Un acontecimiento tan importante guarda una íntima relación con el alto nivel cultural de este nuestro país. El 'clásico', como han dado en llamar los periodistas, tomando ese nombre de Argentina, no es más que un desgraciado accidente en la vida diaria.
Aquí, en España, estamos acostumbrados a dejarnos llevar por las pasiones, hasta el punto de cumplir eso de que el fútbol es el opio del pueblo; al más puro estilo marxista, pero en vez de con la religión de los dioses, la religión de los humanos vestidos de corto.
Ciertamente no deja de sorprenderme que un evento de este calado intelectual sirva para parar ciudades enteras. Ver a 11 muchachos de blanco y otros 11 de azulgrana no pasa de ser algo anecdótico, algo que se repite por dos veces cada año... en definitiva, algo poco interesante.

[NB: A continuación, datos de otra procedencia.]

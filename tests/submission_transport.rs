mod common;

use std::time::Duration;

use common::mock_endpoint::{MockEndpoint, MockResponse};
use knock_rsvp::config::EndpointConfig;
use knock_rsvp::submission::{
    HttpTransport, RsvpPayload, RsvpTransport, SubmissionReport, SubmissionWorker,
    SubmitCommand, TransportError,
};
use knock_rsvp::themes::ThemeId;
use knock_rsvp::ui::form::RsvpChoice;
use tokio::runtime::Handle;
use tokio::sync::mpsc;
use uuid::Uuid;

fn payload(theme: Option<ThemeId>) -> RsvpPayload {
    RsvpPayload {
        name: "Chandler".to_string(),
        guests: 2,
        status: RsvpChoice::Yes,
        theme,
    }
}

fn transport_for(url: String) -> HttpTransport {
    HttpTransport::new(&EndpointConfig {
        url,
        connect_timeout_seconds: Some(2),
    })
    .expect("client builds")
}

#[tokio::test]
async fn posts_json_body() {
    let endpoint = MockEndpoint::start().await;
    let transport = transport_for(endpoint.url());

    transport.send(&payload(None)).await.expect("send succeeds");

    let requests = endpoint.captured_requests().await;
    assert_eq!(requests.len(), 1);
    let request = &requests[0];
    assert_eq!(request.method, "POST");
    assert_eq!(request.path, "/macros/s/test/exec");
    assert_eq!(request.header("content-type"), Some("application/json"));
    assert_eq!(
        request.json(),
        serde_json::json!({"name": "Chandler", "guests": 2, "status": "Yes"})
    );
}

#[tokio::test]
async fn includes_theme_when_present() {
    let endpoint = MockEndpoint::start().await;
    let transport = transport_for(endpoint.url());

    transport
        .send(&payload(Some(ThemeId::Midnight)))
        .await
        .unwrap();

    let requests = endpoint.captured_requests().await;
    assert_eq!(requests[0].json()["theme"], "midnight");
}

#[tokio::test]
async fn server_error_status_still_counts_as_sent() {
    let endpoint = MockEndpoint::start().await;
    endpoint.enqueue_response(MockResponse::status(500)).await;
    let transport = transport_for(endpoint.url());

    assert!(transport.send(&payload(None)).await.is_ok());
    assert_eq!(endpoint.captured_requests().await.len(), 1);
}

#[tokio::test]
async fn refused_connection_is_transport_error() {
    let port = common::free_port();
    let transport = transport_for(format!("http://127.0.0.1:{}/exec", port));

    let err = transport.send(&payload(None)).await.unwrap_err();
    assert!(matches!(err, TransportError::Connection { .. }));
    assert_eq!(err.user_message(), "Connection error. Try again.");
}

#[tokio::test]
async fn worker_reports_every_command() {
    let endpoint = MockEndpoint::start().await;
    endpoint
        .enqueue_response(MockResponse::default().with_delay(50))
        .await;
    let (report_tx, mut report_rx) = mpsc::unbounded_channel::<SubmissionReport>();
    let sender = SubmissionWorker::spawn(
        &Handle::current(),
        transport_for(endpoint.url()),
        move |report| {
            let _ = report_tx.send(report);
        },
    );

    let attempts = [Uuid::new_v4(), Uuid::new_v4()];
    for attempt in attempts {
        sender
            .send(SubmitCommand {
                attempt,
                payload: payload(None),
            })
            .await
            .unwrap();
    }

    let mut seen = Vec::new();
    for _ in 0..attempts.len() {
        let report = tokio::time::timeout(Duration::from_secs(5), report_rx.recv())
            .await
            .expect("report in time")
            .expect("channel open");
        assert!(report.result.is_ok());
        seen.push(report.attempt);
    }
    seen.sort();
    let mut expected = attempts.to_vec();
    expected.sort();
    assert_eq!(seen, expected);
}

#[tokio::test]
async fn worker_reports_refused_connection() {
    let port = common::free_port();
    let (report_tx, mut report_rx) = mpsc::unbounded_channel::<SubmissionReport>();
    let sender = SubmissionWorker::spawn(
        &Handle::current(),
        transport_for(format!("http://127.0.0.1:{}/exec", port)),
        move |report| {
            let _ = report_tx.send(report);
        },
    );

    let attempt = Uuid::new_v4();
    sender
        .send(SubmitCommand {
            attempt,
            payload: payload(None),
        })
        .await
        .unwrap();

    let report = tokio::time::timeout(Duration::from_secs(5), report_rx.recv())
        .await
        .unwrap()
        .unwrap();
    assert_eq!(report.attempt, attempt);
    assert!(matches!(report.result, Err(TransportError::Connection { .. })));
}

struct PanickingTransport;

impl RsvpTransport for PanickingTransport {
    async fn send(&self, _payload: &RsvpPayload) -> Result<(), TransportError> {
        panic!("transport blew up");
    }
}

#[tokio::test]
async fn worker_reports_even_when_task_panics() {
    let (report_tx, mut report_rx) = mpsc::unbounded_channel::<SubmissionReport>();
    let sender = SubmissionWorker::spawn(&Handle::current(), PanickingTransport, move |report| {
        let _ = report_tx.send(report);
    });

    let attempt = Uuid::new_v4();
    sender
        .send(SubmitCommand {
            attempt,
            payload: payload(None),
        })
        .await
        .unwrap();

    let report = tokio::time::timeout(Duration::from_secs(5), report_rx.recv())
        .await
        .unwrap()
        .unwrap();
    assert_eq!(report.attempt, attempt);
    assert!(matches!(report.result, Err(TransportError::Abandoned)));
}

Sentimientos encontrados, amigos enfrentados, familias divididas... Todo por un partido de fútbol. Ni más ni menos, un partido, como un Málaga-Numancia, como un Rayo-Eibar. Igual. Una lástima que la gente pierda la cabeza por estas cosas... Por cierto, Iniesta y Xavi son unos cracks, Raúl no está acabado e Higuaín es un delantero con suerte. Pero yo... yo no veo esas cosas.